The group is highly selective in its approach and only appears to deploy its full range of tools once it establishes that the compromised organization is an intended target.
Tick also uses a range of hacktools to map the victim’s network and attempt to escalate privileges further.
Daserf Backdoor
One of the group’s most common malware is Daserf. Daserf is a custom-developed for use in the group’s cyberespionage campaigns.
Once installed, it establishes a remote connection to Bronze Butler’s command and control server, providing the threa group with access to the compromised computer/network.
Post Infection
Once the malware is installed, lateral movement and privilege escalation phases is initiated.
Although the group is fairly sophisticated, they use popular tools such as Mimikatz and Living-of-the-Land tools as part of their campaigns.
Command and Control
In some cases, Bronze Butler use a compromised infrastructure as their C&C, Although in most cases they rely on their own planned and maintained infrastructure.
Most of the group’s C&C servers are alive only for couple of days before each attack and die shortly after a campaign is fully executed.
The communication between the malware and the C&C infrastructure is also pretty unique in the matter that the malware changes the URL from a randomly chosen variable selected from a predefined list.
Famous Attack
In July 2015, the group compromised three different Japanese websites with a Flash exploit to mount watering hole attacks.
Visitors to these websites were infected with a downloader known as Gofarer which collects information about the compromised computer and then downloads and installs Daserf.

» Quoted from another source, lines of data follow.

/// Opening prompt of a proof review. The response grammar adds a
/// `## Main Claim` section ahead of questions and observations.
pub fn proof_initial_analysis(
    file: &ProofFile,
    experience_level: &str,
    domain: Option<&str>,
) -> String {
    let domain_context = match (domain, &file.metadata.detected_domain) {
        (Some(d), _) => format!("\nMathematical Domain: {d}"),
        (None, Some(d)) => format!("\nDetected Domain: {d} (auto-detected from content)"),
        (None, None) => String::new(),
    };

    let techniques = if file.structure.proof_techniques.is_empty() {
        "Not detected".to_string()
    } else {
        file.structure.proof_techniques.join(", ")
    };

    let format_specific = if file.metadata.is_formal {
        "\nNote: This is a formal proof in a proof assistant. Pay attention to:\n\
         - Type correctness and universe levels\n\
         - Proper use of tactics\n\
         - Completeness of the proof term\n\
         - Idiomatic use of the proof assistant's features"
    } else {
        ""
    };

    format!(
        "You are a thoughtful, respectful mathematics tutor reviewing a proof. Your goal is to understand the proof's intent and approach before providing feedback.\n\
         \n\
         Reviewer Profile:\n\
         - Experience Level: {experience_level}\n\
         - {experience}{domain_context}\n\
         \n\
         Proof Information:\n\
         - Format: {format}\n\
         - Lines: {line_count}\n\
         - Has theorem statement: {has_statement}\n\
         - Has proof body: {has_body}\n\
         - Detected techniques: {techniques}{format_specific}\n\
         \n\
         Proof to Review:\n\
         ---\n\
         {content}\n\
         ---\n\
         \n\
         Your task:\n\
         1. Carefully read and understand the proof\n\
         2. Identify the main claim being proved\n\
         3. Trace the logical flow of the argument\n\
         4. Ask 2-4 thoughtful clarifying questions about:\n\
         \x20  - The proof strategy and why it was chosen\n\
         \x20  - Any steps that seem unclear or might benefit from more detail\n\
         \x20  - Assumptions being made (stated or unstated)\n\
         \x20  - The intended level of rigor\n\
         \n\
         5. Provide brief initial observations (not criticism yet) about:\n\
         \x20  - The overall structure and approach\n\
         \x20  - Proof techniques being employed\n\
         \x20  - Areas that might benefit from discussion\n\
         \n\
         Format your response EXACTLY as follows:\n\
         \n\
         ## Main Claim\n\
         [One sentence describing what is being proved]\n\
         \n\
         ## Questions\n\
         \n\
         1. [Your first question about the proof]\n\
         2. [Your second question]\n\
         3. [Your third question, if needed]\n\
         \n\
         ## Initial Observations\n\
         \n\
         - [Observation 1]\n\
         - [Observation 2]\n\
         - [Observation 3]\n\
         \n\
         Remember: Be respectful, assume the writer has good mathematical intuition, and focus on understanding their approach before judging its correctness or rigor.",
        experience = proof_experience_guidance(experience_level),
        format = file.metadata.format,
        line_count = file.metadata.line_count,
        has_statement = file.structure.has_theorem_statement,
        has_body = file.structure.has_proof_body,
        content = file.content,
    )
}
//! Interactive proof review session.

use anyhow::Result;
use console::Term;
use serde_json::json;
use std::path::{Path, PathBuf};
use tutor_common::proof_analyzer::ProofAnalyzer;
use tutor_common::proof_file::{read_proof_file, validate_proof_experience_level};
use tutor_common::session_log::SessionLogger;

use crate::ui;

pub fn run(
    config_dir: Option<PathBuf>,
    path: &Path,
    domain: Option<&str>,
    level: &str,
) -> Result<()> {
    let manager = super::load_config(config_dir)?;
    if !manager.is_configured() {
        anyhow::bail!("Code Tutor is not configured. Run 'tutorctl setup' first.");
    }
    if !validate_proof_experience_level(level) {
        anyhow::bail!(
            "Unknown experience level '{level}'. Use: student, undergrad, graduate, researcher."
        );
    }

    let term = Term::stdout();
    ui::info(&term, &format!("Reading proof: {}", path.display()))?;
    let file = read_proof_file(path)?;

    let mut details = format!(
        "Format: {} | Lines: {}",
        file.metadata.format, file.metadata.line_count
    );
    if file.metadata.is_formal {
        details.push_str(" | Formal proof");
    }
    if let Some(detected) = &file.metadata.detected_domain {
        if domain.is_none() {
            details.push_str(&format!(" | Detected domain: {detected}"));
        }
    }
    ui::dim(&term, &details)?;
    if !file.structure.proof_techniques.is_empty() {
        ui::dim(
            &term,
            &format!("Techniques: {}", file.structure.proof_techniques.join(", ")),
        )?;
    }
    term.write_line("")?;

    let client = super::build_client(&manager)?;
    let mut analyzer = ProofAnalyzer::new(client);
    let mut logger = SessionLogger::new(manager.config_dir(), manager.config().logging.enabled);
    logger.start_session(
        "proof_review",
        json!({ "file": path.display().to_string(), "level": level }),
    );

    let bar = ui::spinner("Analyzing proof...");
    let analysis = analyzer.analyze(&file, level, domain);
    bar.finish_and_clear();
    let analysis = match analysis {
        Ok(a) => a,
        Err(e) => {
            logger.log_error("analysis", &e.to_string());
            return Err(e.into());
        }
    };
    logger.log_ai_response("proof_analysis", &analysis.raw_response);

    if let Some(claim) = &analysis.main_claim {
        ui::section(&term, "Main Claim")?;
        term.write_line(&format!("  {claim}"))?;
        term.write_line("")?;
    }
    if !analysis.observations.is_empty() {
        ui::section(&term, "Initial Observations")?;
        ui::bullet_list(&term, &analysis.observations)?;
    }

    if analysis.questions.is_empty() {
        ui::warn(&term, "No questions generated. This might indicate an issue.")?;
        logger.end_session();
        return Ok(());
    }

    ui::section(&term, "Questions about your proof")?;
    term.write_line("")?;
    let mut answers = Vec::new();
    for (i, question) in analysis.questions.iter().enumerate() {
        ui::info(&term, &format!("Question {}: {question}", i + 1))?;
        let answer = ui::ask(&term, "Your answer:")?;
        logger.log_user_input("answer", &answer);
        answers.push(answer);
        term.write_line("")?;
    }

    let bar = ui::spinner("Generating feedback...");
    let feedback = analyzer.process_answers(&answers, level);
    bar.finish_and_clear();
    let feedback = match feedback {
        Ok(f) => f,
        Err(e) => {
            logger.log_error("feedback", &e.to_string());
            return Err(e.into());
        }
    };
    logger.log_ai_response("proof_feedback", &feedback.feedback);

    ui::section(&term, "Feedback")?;
    term.write_line("")?;
    term.write_line(&feedback.feedback)?;
    term.write_line("")?;

    loop {
        if !ui::confirm(&term, "Do you have any follow-up questions?", false)? {
            ui::success(&term, "Proof review complete!")?;
            break;
        }
        let question = ui::ask(&term, "Your question:")?;
        if question.is_empty() {
            continue;
        }
        logger.log_user_input("question", &question);

        let bar = ui::spinner("Thinking...");
        let response = analyzer.continue_conversation(&question);
        bar.finish_and_clear();
        match response {
            Ok(text) => {
                logger.log_ai_response("follow_up", &text);
                term.write_line(&text)?;
                term.write_line("")?;
            }
            Err(e) => {
                logger.log_error("follow_up", &e.to_string());
                ui::error(&term, &e.to_string())?;
            }
        }
    }

    logger.end_session();
    Ok(())
}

In addition, the group also exploited a Microsoft Office documents vulnerability. CVE-2014-4114 on this campaign.
Conclusions
Although China has more popular threat groups in their arsenal, i found Bronze Butler pretty interesting. There is a solid chance that the group has merged with another group and is today operating under a different unit/group.
Evidence suggest that the group’s latest campaign was around 2019, although i am fully convinced they are still operating these days as well.